OGNI ACQUISTO È COME UN VOTO. Prima di tutto è il nostro
modo di consumare che dobbiamo mettere in dubbio. L’iniquità che viviamo deriva
in gran parte dalle attività speculative di banche e grandi multinazionali,
disposte a distruggere il pianeta ed ogni essere vivente in nome del profitto.
Spesso non ce ne preoccupiamo, o siamo portati a credere che la nostra piccola
azione quotidiana non può avere nessuna efficacia di fronte all’enorme potere
di chi tira le fila del potere economico. Ma non è così, e molti esempi rendono
ormai lampante come le azioni dei consumatori possano mettere fortemente in
crisi e indurre al cambiamento anche dei veri e propri colossi. Il tutto
semplicemente andando a colpirli nei loro punti più sensibili: il profitto e la
reputazione del marchio. Basti pensare all’ultimo caso in ordine di tempo,
quello che in Italia ha colpito il gigante dei piumini d’oca Moncler, azienda
che dopo l’inchiesta andata in onda su tv pubblica, nella quale è stato
documentato come i cappotti venduti nei negozi a migliaia di euro erano
prodotti sfruttando i lavoratori e maltrattando gli animali, è stata colpita da
un’azione di boicottaggio capace di far sospendere ripetutamente in borsa il
titolo per eccesso di ribasso e di mettere a repentaglio l’esistenza stessa
dell’azienda inducendola a cambiare il proprio comportamento.

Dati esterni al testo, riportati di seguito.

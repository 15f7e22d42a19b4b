use anyhow::Context;
use axum::{
    extract::State,
    http::StatusCode,
    response::{IntoResponse, Response},
    routing::{get, post},
    Json, Router,
};
use serde::Serialize;
use serde_json::json;
use std::sync::Arc;
use tower_http::trace::TraceLayer;
use tracing_subscriber::EnvFilter;
use tracing_subscriber::{layer::SubscriberExt, util::SubscriberInitExt};

use gridiron_core::domain::recommendation::RecommendationSet;
use gridiron_core::domain::request::RecommendationRequest;
use gridiron_core::policy::AdvisorConfig;
use gridiron_core::{Advisor, CoreError};

#[tokio::main]
async fn main() -> anyhow::Result<()> {
    dotenvy::dotenv().ok();

    let settings = gridiron_core::config::Settings::from_env()?;
    let _sentry_guard = init_sentry(&settings);

    tracing_subscriber::registry()
        .with(EnvFilter::from_default_env())
        .with(tracing_subscriber::fmt::layer())
        .with(sentry_tracing::layer())
        .init();

    let advisor = match build_advisor(&settings) {
        Ok(advisor) => advisor,
        Err(e) => {
            sentry_anyhow::capture_anyhow(&e);
            tracing::error!(error = %e, "advisor configuration rejected; refusing to start");
            return Err(e);
        }
    };

    let state = AppState {
        advisor: Arc::new(advisor),
    };

    let app = Router::new()
        .route("/healthz", get(healthz))
        .route("/recommendations", post(post_recommendations))
        .with_state(state)
        .layer(TraceLayer::new_for_http());

    let port = settings.port.unwrap_or(3000);
    let addr = std::net::SocketAddr::from(([0, 0, 0, 0], port));

    tracing::info!(%addr, "api listening");

    let listener = tokio::net::TcpListener::bind(addr).await?;
    axum::serve(listener, app)
        .with_graceful_shutdown(shutdown_signal())
        .await?;

    Ok(())
}

fn build_advisor(settings: &gridiron_core::config::Settings) -> anyhow::Result<Advisor> {
    let path = settings.require_advisor_config_path()?;
    let config = AdvisorConfig::load(path).context("load advisor config")?;
    let providers = gridiron_core::ingest::build_http_providers(&config)?;
    Ok(Advisor::from_config(config, providers)?)
}

async fn healthz() -> &'static str {
    "ok"
}

#[derive(Clone)]
struct AppState {
    advisor: Arc<Advisor>,
}

async fn post_recommendations(
    State(state): State<AppState>,
    Json(request): Json<RecommendationRequest>,
) -> Result<Json<RecommendationSet>, ApiError> {
    let set = state.advisor.advise(&request).await?;
    Ok(Json(set))
}

#[derive(Debug, Serialize)]
struct ErrorBody {
    error: String,
    kind: &'static str,
    detail: serde_json::Value,
}

struct ApiError(CoreError);

impl From<CoreError> for ApiError {
    fn from(err: CoreError) -> Self {
        Self(err)
    }
}

fn status_for(err: &CoreError) -> StatusCode {
    match err {
        CoreError::AmbiguousEntity { .. }
        | CoreError::AliasConflict { .. }
        | CoreError::InvalidRequest(_) => StatusCode::UNPROCESSABLE_ENTITY,
        CoreError::InsufficientData { .. } => StatusCode::SERVICE_UNAVAILABLE,
        CoreError::Configuration(_) => StatusCode::INTERNAL_SERVER_ERROR,
    }
}

/// Enough context for the caller to act: which entity, which fields, which providers.
fn detail_for(err: &CoreError) -> serde_json::Value {
    match err {
        CoreError::AmbiguousEntity {
            provider,
            raw_id,
            raw_name,
            candidates,
        } => json!({
            "provider": provider,
            "raw_id": raw_id,
            "raw_name": raw_name,
            "candidates": candidates,
        }),
        CoreError::AliasConflict {
            provider,
            raw_id,
            existing,
            requested,
        } => json!({
            "provider": provider,
            "raw_id": raw_id,
            "existing": existing,
            "requested": requested,
        }),
        CoreError::InsufficientData {
            entities,
            fields,
            providers_tried,
        } => json!({
            "entities": entities,
            "fields": fields,
            "providers_tried": providers_tried,
        }),
        CoreError::InvalidRequest(_) | CoreError::Configuration(_) => serde_json::Value::Null,
    }
}

impl IntoResponse for ApiError {
    fn into_response(self) -> Response {
        let status = status_for(&self.0);
        if status.is_server_error() {
            tracing::warn!(error = %self.0, kind = self.0.kind(), "recommendation request failed");
        }
        let body = ErrorBody {
            error: self.0.to_string(),
            kind: self.0.kind(),
            detail: detail_for(&self.0),
        };
        (status, Json(body)).into_response()
    }
}

async fn shutdown_signal() {
    let _ = tokio::signal::ctrl_c().await;
}

fn init_sentry(settings: &gridiron_core::config::Settings) -> Option<sentry::ClientInitGuard> {
    let dsn = settings.sentry_dsn.as_deref()?;
    Some(sentry::init((
        dsn,
        sentry::ClientOptions {
            release: sentry::release_name!(),
            ..Default::default()
        },
    )))
}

Pensiamo a cosa potrebbe succedere se la semplice facoltà di
scelta consapevole fosse adottata da parte dei consumatori ogni volta che si
acquista una qualsiasi merce o si sceglie in quale banca porre i propri
risparmi. Su ogni impresa è ormai possibile trovare informazioni e articoli
dettagliati in rete, e bastano pochi minuti per scoprire se la propria banca fa
profitto finanziando traffici di armi in Africa o rendendosi partecipe di mega
progetti volti allo sfruttamento delle risorse naturali, o se i pantaloni che
ci piacciono sono prodotti senza rispettare i diritti sindacali. Addirittura
ora esistono delle applicazioni per cellulare che ci permettono di sapere tutto
il necessario su di un marchio semplicemente scansionando con lo smartphone il
codice a barre del prodotto che intendiamo acquistare; in pochi secondi siamo
in grado di sapere se l’azienda produttrice è sotto boicottaggio per qualche
ragione. Il consumo e l’acquisto critico e consapevole rappresentano uno
strumento semplice e diretto, attraverso il quale ognuno di noi può contribuire
a cambiare il sistema. Basta entrare nella logica che ogni nostro acquisto
equivale a un voto, attraverso il quale abbiamo il potere di premiare i
produttori corretti e punire quelli che contribuiscono a perpetrare un sistema
ingiusto.
(Scritto e pubblicato sul sito: dolcevitaonline.it)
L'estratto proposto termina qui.